The model assumes synchronous rounds, ports numbered locally at each node, and agents that have unique identifiers and unlimited memory but no prior knowledge of the graph beyond their own identifier and input. An initial configuration is a quadruple (G, S, Id, w) where G is the graph, S the multiset of starting nodes, Id the injective mapping of agents to positive integers, and w the input strings. Decision problems are sets of such configurations closed under graph automorphisms preserving ports, identifiers, and inputs.
The authors first show that MAD is a strict subset of MAV. Simple global properties such as “the graph contains an odd‑degree node” belong to MAD, whereas natural problems like determining whether the graph is a path (#nodes) or whether it is a tree are not in MAD because a single agent cannot distinguish a long path from a cycle without extra information. However, both become MAV‑solvable when a certificate encoding the exact size of the graph (or a leaf‑to‑root path) is supplied. Moreover, the family of problems degree k (does the graph contain a node of degree k?) forms an infinite antichain under reducibility, illustrating that MAV \ MAD is large.

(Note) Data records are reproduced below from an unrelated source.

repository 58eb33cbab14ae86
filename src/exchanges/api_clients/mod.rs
pub mod binance_p2p_client;

pub use binance_p2p_client::BinanceP2pClient;

use async_trait::async_trait;
use crate::exchanges::types::{Listing, ListingQuery};

/// Source of P2P listings.
///
/// Implementations never fail: transport and decoding problems are logged and
/// reported as an empty listing set.
#[async_trait]
pub trait ListingFetcher: Send + Sync {
    async fn fetch_listings(&self, query: &ListingQuery) -> Vec<Listing>;
}
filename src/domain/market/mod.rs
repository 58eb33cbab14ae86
//! Market domain - statistics over a slice of P2P listings

mod market_analyzer;

pub use market_analyzer::MarketAnalyzer;

use serde::{Deserialize, Serialize};

/// Analyzer settings
#[derive(Debug, Clone, PartialEq)]
pub struct AnalyzerConfig {
    /// Symmetric tolerance around the simple mean, as a fraction (0.025 = ±2.5%)
    pub outlier_band: f64,
    pub use_volume_weighting: bool,
    /// Decimals for published prices and statistics
    pub price_decimals: u32,
}

impl Default for AnalyzerConfig {
    fn default() -> Self {
        Self {
            outlier_band: 0.025,
            use_volume_weighting: true,
            price_decimals: 2,
        }
    }
}

/// Descriptive statistics for one (fiat, direction) slice.
/// All fields are already rounded to their published precision.
#[derive(Debug, Clone, PartialEq, Serialize, Deserialize)]
pub struct MarketStats {
    pub simple_mean: f64,
    pub weighted_mean: f64,
    pub std_dev: f64,
    /// Percent
    pub coefficient_of_variation: f64,
    pub outlier_count: usize,
    pub min: f64,
    pub max: f64,
    pub sample_count: usize,
    pub total_capacity: f64,
}

/// Result of analyzing a slice: statistics, or an explicit marker when no
/// listing carried a usable price.
#[derive(Debug, Clone, PartialEq, Serialize, Deserialize)]
pub enum MarketAnalysis {
    Stats(MarketStats),
    InsufficientData,
}

impl MarketAnalysis {
    pub fn stats(&self) -> Option<&MarketStats> {
        match self {
            MarketAnalysis::Stats(stats) => Some(stats),
            MarketAnalysis::InsufficientData => None,
        }
    }

    pub fn is_insufficient(&self) -> bool {
        matches!(self, MarketAnalysis::InsufficientData)
    }

    pub fn simple_mean(&self) -> Option<f64> {
        self.stats().map(|s| s.simple_mean)
    }

    pub fn weighted_mean(&self) -> Option<f64> {
        self.stats().map(|s| s.weighted_mean)
    }

    pub fn sample_count(&self) -> usize {
        self.stats().map(|s| s.sample_count).unwrap_or(0)
    }
}
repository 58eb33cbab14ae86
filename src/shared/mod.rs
//! Shared components - common types, errors, and utilities

pub mod types;
pub mod errors;
pub mod utils;
//! Utility functions and helpers

/// Round to a fixed number of decimals
pub fn round_to(value: f64, decimals: u32) -> f64 {
    let factor = 10_f64.powi(decimals as i32);
    (value * factor).round() / factor
}

/// Format an optional value, falling back to the given placeholder
pub fn format_opt(value: Option<f64>, decimals: usize, placeholder: &str) -> String {
    match value {
        Some(v) if v.is_finite() => format!("{:.*}", decimals, v),
        _ => placeholder.to_string(),
    }
}

/// Truncate to at most `max_chars` characters without splitting a code point
pub fn truncate_chars(text: &str, max_chars: usize) -> &str {
    match text.char_indices().nth(max_chars) {
        Some((idx, _)) => &text[..idx],
        None => text,
    }
}

/// Generate unique ID
pub fn generate_id() -> String {
    uuid::Uuid::new_v4().to_string()
}
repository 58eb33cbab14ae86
//! Append-only persistence of snapshots and raw listings

mod csv_snapshot_store;

pub use csv_snapshot_store::{CsvSnapshotStore, RawListingRow, SummaryRow};

use crate::domain::snapshot::Snapshot;
use crate::shared::errors::StorageError;

/// Sink for completed analysis runs
pub trait SnapshotStore: Send + Sync {
    /// Append one summary row per market and one raw row per fetched listing
    fn save_snapshot(&self, snapshot: &Snapshot) -> Result<(), StorageError>;
}
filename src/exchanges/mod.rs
pub mod api_clients;
pub mod types;

pub use api_clients::{BinanceP2pClient, ListingFetcher};
pub use types::{Listing, ListingQuery};
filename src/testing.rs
//! Shared fixtures for unit tests

use async_trait::async_trait;
use std::collections::HashMap;
use std::sync::atomic::{AtomicUsize, Ordering};
use std::sync::Mutex;

use crate::exchanges::api_clients::ListingFetcher;
use crate::exchanges::types::{Listing, ListingQuery};
use crate::infrastructure::telegram::Notifier;
use crate::shared::errors::NotifyError;
use crate::shared::types::Direction;

pub fn listing(direction: Direction, fiat: &str, price: f64, capacity: f64) -> Listing {
    Listing {
        adv_no: format!("{}-{}-{}", direction, fiat, price),
        direction,
        fiat: fiat.to_string(),
        price,
        min_amount: 0.0,
        max_amount: capacity,
        advertiser_id: "u-1".to_string(),
        advertiser_nick: "trader".to_string(),
        month_order_count: 100,
        month_finish_rate: "0.99".to_string(),
        payment_methods: vec!["Nequi".to_string(), "Pago Movil".to_string()],
        raw: format!("{{\"price\":\"{}\"}}", price),
    }
}

/// Serves canned listings per (direction, fiat) and counts calls
#[derive(Default)]
pub struct StubFetcher {
    listings: HashMap<(Direction, String), Vec<Listing>>,
    pub calls: AtomicUsize,
}

impl StubFetcher {
    pub fn with(mut self, direction: Direction, fiat: &str, prices: &[(f64, f64)]) -> Self {
        let listings = prices
            .iter()
            .map(|(p, c)| listing(direction, fiat, *p, *c))
            .collect();
        self.listings.insert((direction, fiat.to_string()), listings);
        self
    }

    pub fn call_count(&self) -> usize {
        self.calls.load(Ordering::SeqCst)
    }
}

#[async_trait]
impl ListingFetcher for StubFetcher {
    async fn fetch_listings(&self, query: &ListingQuery) -> Vec<Listing> {
        self.calls.fetch_add(1, Ordering::SeqCst);
        self.listings
            .get(&(query.direction, query.fiat.clone()))
            .map(|all| all.iter().take(query.rows as usize).cloned().collect())
            .unwrap_or_default()
    }
}

/// Records every delivered message
#[derive(Default)]
pub struct RecordingNotifier {
    pub sent: Mutex<Vec<(String, String)>>,
}

impl RecordingNotifier {
    pub fn messages(&self) -> Vec<(String, String)> {
        self.sent.lock().map(|s| s.clone()).unwrap_or_default()
    }
}

#[async_trait]
impl Notifier for RecordingNotifier {
    async fn send_message(&self, chat_id: &str, text: &str) -> Result<(), NotifyError> {
        if let Ok(mut sent) = self.sent.lock() {
            sent.push((chat_id.to_string(), text.to_string()));
        }
        Ok(())
    }
}
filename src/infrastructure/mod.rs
//! Infrastructure layer - persistence and chat delivery

pub mod storage;
pub mod telegram;
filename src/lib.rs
//! p2pwatch - P2P USDT market monitor
//! Remittance rates and arbitrage estimates between two fiat P2P markets,
//! persisted as daily CSV files and delivered over Telegram.

pub mod app;
pub mod application;
pub mod config;
pub mod domain;
pub mod exchanges;
pub mod infrastructure;
pub mod math;
pub mod report;
pub mod shared;

#[cfg(test)]
mod testing;

// Re-export main types for convenience
pub use application::{BotService, MarketService};
pub use domain::market::MarketAnalyzer;
pub use domain::rates::RateCalculator;
pub use domain::snapshot::Snapshot;
pub use report::ReportFormatter;
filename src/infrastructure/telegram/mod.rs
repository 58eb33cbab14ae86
//! Telegram Bot API delivery and command intake

mod telegram_client;

pub use telegram_client::{IncomingMessage, TelegramClient, UpdateBatch};

use async_trait::async_trait;
use crate::shared::errors::NotifyError;

/// Delivers formatted text to a chat destination
#[async_trait]
pub trait Notifier: Send + Sync {
    async fn send_message(&self, chat_id: &str, text: &str) -> Result<(), NotifyError>;
}
//! Audit sinks. Emission is always fire-and-forget; a slow consumer never
//! stalls a query.

use ferrous_resolver_application::ports::{AuditEvent, AuditSink};
use std::sync::Arc;
use tokio::sync::mpsc;
use tracing::debug;

/// Discards every event. The default when the audit trail is disabled.
pub struct NoopAudit;

impl AuditSink for NoopAudit {
    fn record(&self, _event: AuditEvent) {}
}

/// Forwards events over an unbounded channel to whoever holds the receiver.
pub struct ChannelAudit {
    sender: mpsc::UnboundedSender<AuditEvent>,
}

impl ChannelAudit {
    pub fn new() -> (Arc<Self>, mpsc::UnboundedReceiver<AuditEvent>) {
        let (sender, receiver) = mpsc::unbounded_channel();
        (Arc::new(Self { sender }), receiver)
    }
}

impl AuditSink for ChannelAudit {
    fn record(&self, event: AuditEvent) {
        let _ = self.sender.send(event);
    }
}

/// Bridges events into the tracing subscriber for log-only consumers.
pub struct TracingAudit;

impl AuditSink for TracingAudit {
    fn record(&self, event: AuditEvent) {
        match event {
            AuditEvent::QueryStarted { question, servers } => {
                debug!(%question, servers, "query started");
            }
            AuditEvent::CacheHit {
                fingerprint,
                server,
            } => {
                debug!(%fingerprint, %server, "cache hit");
            }
            AuditEvent::Attempt {
                server,
                protocol,
                attempt,
                xid,
            } => {
                debug!(%server, protocol = protocol.as_str(), attempt, xid, "sending query");
            }
            AuditEvent::ResponseReceived {
                server,
                rcode,
                answers,
                truncated,
                latency,
            } => {
                debug!(
                    %server,
                    rcode = %rcode,
                    answers,
                    truncated,
                    latency_ms = latency.as_millis() as u64,
                    "response received"
                );
            }
            AuditEvent::AttemptFailed {
                server,
                attempt,
                message,
            } => {
                debug!(%server, attempt, %message, "attempt failed");
            }
            AuditEvent::TcpFallback { reason } => {
                debug!(reason, "switching to TCP");
            }
        }
    }
}
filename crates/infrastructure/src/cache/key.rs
use compact_str::CompactString;
use ferrous_resolver_domain::{Question, RecordClass, RecordType};
use std::fmt;

/// Cache key: lowercased name plus type and class. Domain names are already
/// lowercase by construction, so building a key never re-normalizes.
#[derive(Clone, Debug, PartialEq, Eq, Hash)]
pub struct CacheKey {
    name: CompactString,
    record_type: RecordType,
    class: RecordClass,
}

impl CacheKey {
    pub fn for_question(question: &Question) -> Self {
        Self {
            name: CompactString::from(question.name.to_string()),
            record_type: question.record_type,
            class: question.class,
        }
    }

    pub fn name(&self) -> &str {
        &self.name
    }

    pub fn record_type(&self) -> RecordType {
        self.record_type
    }

    pub fn class(&self) -> RecordClass {
        self.class
    }
}

impl fmt::Display for CacheKey {
    fn fmt(&self, f: &mut fmt::Formatter<'_>) -> fmt::Result {
        write!(f, "{}:{}:{}", self.name, self.record_type, self.class)
    }
}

The central contribution is the identification of a natural MAV‑complete problem. This problem is the conjunction of two orthogonal sub‑problems: (1) teamsize – given an integer k, decide whether the number of agents exceeds k; and (2) quotient – given a graph H, decide whether the quotient graph of the current configuration (the graph obtained by identifying nodes that have identical infinite “views”) differs from H. The authors prove that any MAV problem can be reduced in polynomial time to this combined problem, establishing its completeness. The reduction proceeds by having agents explore their local neighborhoods to reconstruct the quotient structure and by counting agents through coordinated token‑passing, both achievable without certificates.
Beyond MAV, the paper examines relative decidability for a single agent equipped with oracles. Three natural oracles are considered: (i) an oracle that returns the exact number of nodes in the graph, (ii) an oracle that returns the maximum degree, and (iii) an oracle that decides whether the graph admits a consistent port labeling. By constructing decision problems that become solvable only when a particular oracle is available, the authors demonstrate a strict hierarchy: problems solvable with the first oracle form a proper subset of those solvable with the second, which in turn are a proper subset of those solvable with the third. This hierarchy underscores how incremental informational power expands the set of decidable tasks.
In summary, the paper provides a rigorous classification of decision problems for mobile agents in unlabeled graphs, delineates the gap between pure decidability (MAD) and verifiability with certificates (MAV), introduces a natural MAV‑complete problem based on team size and quotient graph structure, and establishes a strict oracle hierarchy for single‑agent computation. These results deepen our understanding of the computational limits of distributed mobile agents and open avenues for further exploration of certificate‑based and oracle‑enhanced protocols in this domain.